Data preprocessing is a process through which the raw data undergoes a rigorous transformation to make it understandable and implementable for the end user. Data preprocessing is essential for any analysis, as uncleaned unprocessed data will only lead to terrible results. Data quality directly influences the overall quality of information derived from results.

The collected data in this study was processed and made available for feature extraction through multiple preprocessing techniques such as missing value imputation, data cleaning, encoding of categorical features, and data scaling.

Feature engineering and selection is the part of machine learning that predominately affects the overall efficiency of any proposed model. It requires a complete understanding of the data and a thorough analysis. This analysis not only helps in understanding the raw data’s features but also helps to create newer ones. In this study, the feature engineering was divided into four parts. The first part involved removing irrelevant features whose value remained the same throughout the data. These features included QC name, Loc ID, weather code, duration, and weather icon URL. The next part combined a few different features to produce a new feature, e.g., hour, day, month, and year, to form a DateTime feature. Feature engineering also needs to resolve the problem of multicollinearity. Multicollinearity in this dataset occurred when there was a strong relationship between our dependent variable or features. It would seriously impact the overall interpretability and generalization of our model. The solution to this problem was to use Pearson correlation. The models were then fed this processed data for additional analysis and prediction.

3.4. Modelling

In recent years, neural network models such as LSTM have proven to be extremely useful in solving such time series problems. LSTM is a modified version of the recurrent neural network (RNN). Figure 5 illustrates an LSTM block. LSTM work exceptionally well in solving long-term dependency problems. The core feature of the LSTM is its cell state. The cell state is a horizontal line running on top of the multiple LSTM block, as shown in Figure 4. Cell states are similar to conveyor belts that carry information from multiple LSTM blocks. Besides the cell state, LSTM also consists of three gates, namely (1) forget gate, (2) input gate (3) output gate. The forget gate is primarily used to remove unwanted information from the cell state.

The status of the cell is updated using input gates. First, the sigmoid layer will decide which value it will update through the following equation:

i_t = σ(W_t [h_t−1, x_t] + b_i)

(1)

Then, the Tanh layer will create a vector of new candidate values to be added through the following equation:

C~_t = tanh(W_c[h_t−1, x_t] + b_c)

(2)

The final cell state contains both these values, as shown in the following equation:

C_t = f_t × C_t−1 + i_t × C~_t

(3)

Output gates are used for calculating the value of the next hidden state. It achieves this by passing the current hidden and previous state through the sigmoid function.

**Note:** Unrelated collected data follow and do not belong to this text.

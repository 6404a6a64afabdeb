use std::{
    sync::{Arc, Mutex, MutexGuard, PoisonError},
    time::Duration,
};

use tokio::{sync::mpsc, task::JoinHandle, time};
use tracing::{debug, info, instrument, trace, warn};

use super::{Engine, EngineStatus};
use crate::{
    models::{ButtonKind, Cell, GameParams, Pos},
    pacing::{EngineCommand, PacedSender},
    session::{Session, SessionEvent},
};

type SharedSession = Arc<Mutex<Session>>;

fn lock(session: &SharedSession) -> MutexGuard<'_, Session> {
    session.lock().unwrap_or_else(PoisonError::into_inner)
}

/// Cells to hand to the renderer for one round, followed by an optional command.
#[derive(Debug)]
struct PaceJob {
    epoch: u64,
    cells: Vec<Cell>,
    delay: Duration,
    settles_flood: bool,
    then: Option<EngineCommand>,
}

struct Pacer {
    jobs: mpsc::UnboundedSender<PaceJob>,
    task: JoinHandle<()>,
}

/// Single-process engine: the session lives here and every reveal is paced
/// straight into the renderer's channel.
pub struct LocalEngine {
    session: SharedSession,
    animation: Duration,
    pacer: Option<Pacer>,
    remaining: Vec<Cell>,
}

impl Default for LocalEngine {
    fn default() -> Self {
        Self::new()
    }
}

impl LocalEngine {
    pub fn new() -> Self {
        Self::with_session(Session::new())
    }

    pub fn with_session(session: Session) -> Self {
        Self {
            session: Arc::new(Mutex::new(session)),
            animation: Duration::ZERO,
            pacer: None,
            remaining: Vec::new(),
        }
    }

    fn enqueue(&self, job: PaceJob) {
        let Some(pacer) = &self.pacer else {
            trace!("No renderer attached, dropping {} cell updates", job.cells.len());
            return;
        };

        if pacer.jobs.send(job).is_err() {
            warn!("Pacer stopped, renderer will miss updates");
        }
    }

    fn job(&self, epoch: u64, cells: Vec<Cell>) -> PaceJob {
        PaceJob {
            epoch,
            cells,
            delay: Duration::ZERO,
            settles_flood: false,
            then: None,
        }
    }
}

impl Engine for LocalEngine {
    fn resize(&mut self, params: GameParams) {
        lock(&self.session).resize(params.width, params.height, params.mines);
        self.remaining.clear();
    }

    fn restart(&mut self) {
        lock(&self.session).restart();
        self.remaining.clear();
    }

    #[instrument(level = "trace", skip(self), fields(x = pos.x, y = pos.y))]
    fn on_position_action(&mut self, pos: Pos, button: ButtonKind) {
        let (epoch, events) = {
            let mut session = lock(&self.session);
            let events = session.on_position_action(pos, button);
            (session.epoch(), events)
        };

        for event in events {
            match event {
                SessionEvent::Started { .. } => {
                    debug!("Local round started at ({}, {})", pos.x, pos.y);
                }
                SessionEvent::MarkToggled(cell) | SessionEvent::Revealed(cell) => {
                    self.enqueue(self.job(epoch, vec![cell]));
                }
                SessionEvent::Flooded(cells) => {
                    let mut job = self.job(epoch, cells);
                    job.delay = self.animation;
                    job.settles_flood = true;
                    self.enqueue(job);
                }
                SessionEvent::Lost(cells) => {
                    info!("Local round lost");
                    self.remaining = cells;
                    let mut job = self.job(epoch, Vec::new());
                    job.then = Some(EngineCommand::AfterClickLose);
                    self.enqueue(job);
                }
                SessionEvent::Won(cells) => {
                    info!("Local round won");
                    self.remaining = cells;
                    let mut job = self.job(epoch, Vec::new());
                    job.then = Some(EngineCommand::AfterClickWin);
                    self.enqueue(job);
                }
            }
        }
    }

    fn remaining_mines(&mut self) -> Vec<Cell> {
        std::mem::take(&mut self.remaining)
    }

    fn set_animation_duration(&mut self, duration: Duration) {
        self.animation = duration;
    }

    fn set_channels(&mut self, sender: PacedSender) {
        if let Some(previous) = self.pacer.take() {
            previous.task.abort();
        }

        let (jobs, queue) = mpsc::unbounded_channel();
        let task = tokio::spawn(run_pacer(self.session.clone(), sender, queue));
        lock(&self.session).set_paced(true);
        self.pacer = Some(Pacer { jobs, task });
    }

    fn status(&self) -> EngineStatus {
        let session = lock(&self.session);
        EngineStatus {
            width: session.width(),
            height: session.height(),
            max_mines: session.max_mines(),
            mines: session.planted(),
            marked: session.marked(),
            revealed: session.revealed(),
            state: session.state(),
        }
    }
}

impl Drop for LocalEngine {
    fn drop(&mut self) {
        if let Some(pacer) = self.pacer.take() {
            pacer.task.abort();
        }
    }
}

fn is_current(session: &SharedSession, epoch: u64) -> bool {
    lock(session).epoch() == epoch
}

async fn run_pacer(
    session: SharedSession,
    sender: PacedSender,
    mut jobs: mpsc::UnboundedReceiver<PaceJob>,
) {
    while let Some(job) = jobs.recv().await {
        let mut aborted = false;

        for cell in job.cells {
            if !is_current(&session, job.epoch) {
                aborted = true;
                break;
            }
            if sender.deliver(cell).await.is_err() {
                debug!("Renderer went away, stopping pacer");
                let mut session = lock(&session);
                session.set_paced(false);
                session.finish_loading(job.epoch);
                return;
            }
            if !job.delay.is_zero() {
                if !is_current(&session, job.epoch) {
                    aborted = true;
                    break;
                }
                time::sleep(job.delay).await;
            }
        }

        if aborted || !is_current(&session, job.epoch) {
            debug!("Dropping paced updates of round {}", job.epoch);
            continue;
        }

        if job.settles_flood {
            lock(&session).finish_loading(job.epoch);
        }

        if let Some(command) = job.then
            && sender.command(command).is_err()
        {
            lock(&session).set_paced(false);
            return;
        }
    }
}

The new cell state generated is also passed through the Tanh function. Then, these values are multiplied to acquire the next hidden state used for prediction. These two mathematical equations are listed as follows:

O_t = σ(W_o [h_t−1, x_t] + b_o)

(4)

h_t = O_t × tanh(C_t)

(5)

In this study, besides incorporating neural network models such as LSTM and LSTM encoder and decoder, a thorough comparative analysis was also conducted between these models and a traditional time series model such as FbProphet for the forecasting of PM_2.5.

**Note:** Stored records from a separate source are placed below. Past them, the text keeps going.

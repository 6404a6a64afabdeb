use rocket::http::Method;
use rocket_cors::{AllowedHeaders, AllowedOrigins, Cors, CorsOptions};
use tracing::debug;

use crate::{ServerError, config::LobbyConfig};

/// Cross-origin access to the lobby's HTTP endpoints.
pub fn create_cors(config: &LobbyConfig) -> Result<Cors, ServerError> {
    let origins: Vec<&str> = config
        .allowed_origins
        .iter()
        .map(|origin| origin.trim())
        .filter(|origin| !origin.is_empty())
        .collect();
    debug!("Allowing cross-origin requests from {:?}", origins);

    let allowed_origins = if origins.contains(&"*") {
        AllowedOrigins::all()
    } else {
        AllowedOrigins::some_exact(&origins)
    };

    let cors = CorsOptions {
        allowed_origins,
        allowed_methods: [Method::Get, Method::Options]
            .into_iter()
            .map(From::from)
            .collect(),
        allowed_headers: AllowedHeaders::some(&["Accept", "Content-Type", "User-Name"]),
        allow_credentials: false,
        ..Default::default()
    }
    .to_cors()?;

    Ok(cors)
}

According to the proposed methods, this study made daily and hourly PM_2.5 concentration forecasts for Lahore, Islamabad, and Karachi for 30 days and 72 h. To achieve this goal, multivariate FbProphet, LSTM, and LSTM encoder–decoder models were utilized, and models were created separately for each city.

This study used the Keras tuner framework for optimizing hyperparameters. The parameters were selected based on the grid search mechanism. These parameters were then optimized based on the MAPE metric. This study used the parameters that achieved the lowest MAPE value for the models.

Table 2 shows the parameters used by the multivariate FbProphet model for hourly and daily forecasting. Table 3 displays the LSTM model architecture, and Table 4 illustrates the parameters used for tuning. Moreover, the time lag used for the LSTM model training was 3 and 4 for daily and hourly forecasting, respectively.

This study used the MAPE metric to compare the performance of the proposed models. MAPE is the average percentage error in any forecast. It is handy in the time series model due to its ability to stop the negative and positive errors from canceling each other out. Moreover, calculating errors in the form of percentages allows the user to conduct a better comparative evaluation. Moreover, one of this study’s goals was to conduct a comparative analysis of different models; this metric appeared to be a perfect fit.

This study used LSTM encoder–decoder for sequence-to-scalar forecasting instead of conventional sequence-to-sequence forecasting. LSTM encoder–decoder was also applied to acquire the hourly and daily forecast for the PM_2.5 concentration in Lahore, Islamabad, and Karachi. The lag interval was the only difference between the daily and hourly forecast processes. The lag value was 4 for hourly forecasting and 3 for daily forecasting. Table 5 illustrates the general architecture for the final model for all three cities. Table 6 shows the parameters chosen in all the cities for hourly and daily forecasting.

4. Results

This section will discuss the impact of the weather on air quality and the overall daily and hourly forecasting results for PM_2.5.

4.1. Lahore

As shown in Figure 6, Lahore had the highest PM_2.5 concentration and the most unhealthy and hazardous days compared to Karachi and Islamabad. Unlike Islamabad and Karachi, which suffered from a negligible number of hazardous days, Lahore had almost 12% of days in a year with a PM_2.5 concentration of more than 300. The primary reason for such a high concentration was due to many different weather features such as temperature, humidity, dew point, wind speed, UV index, visibility, pressure, cloud cover, and precipitation. All these features negatively correlated with the PM_2.5 concentration. A negative correlation indicated that as the value of these features decreased, the value of PM_2.5 increased. Lahore’s PM_2.5 concentration strongly negatively correlated with wind speed, temperature, and dew point, as shown in Figure 7.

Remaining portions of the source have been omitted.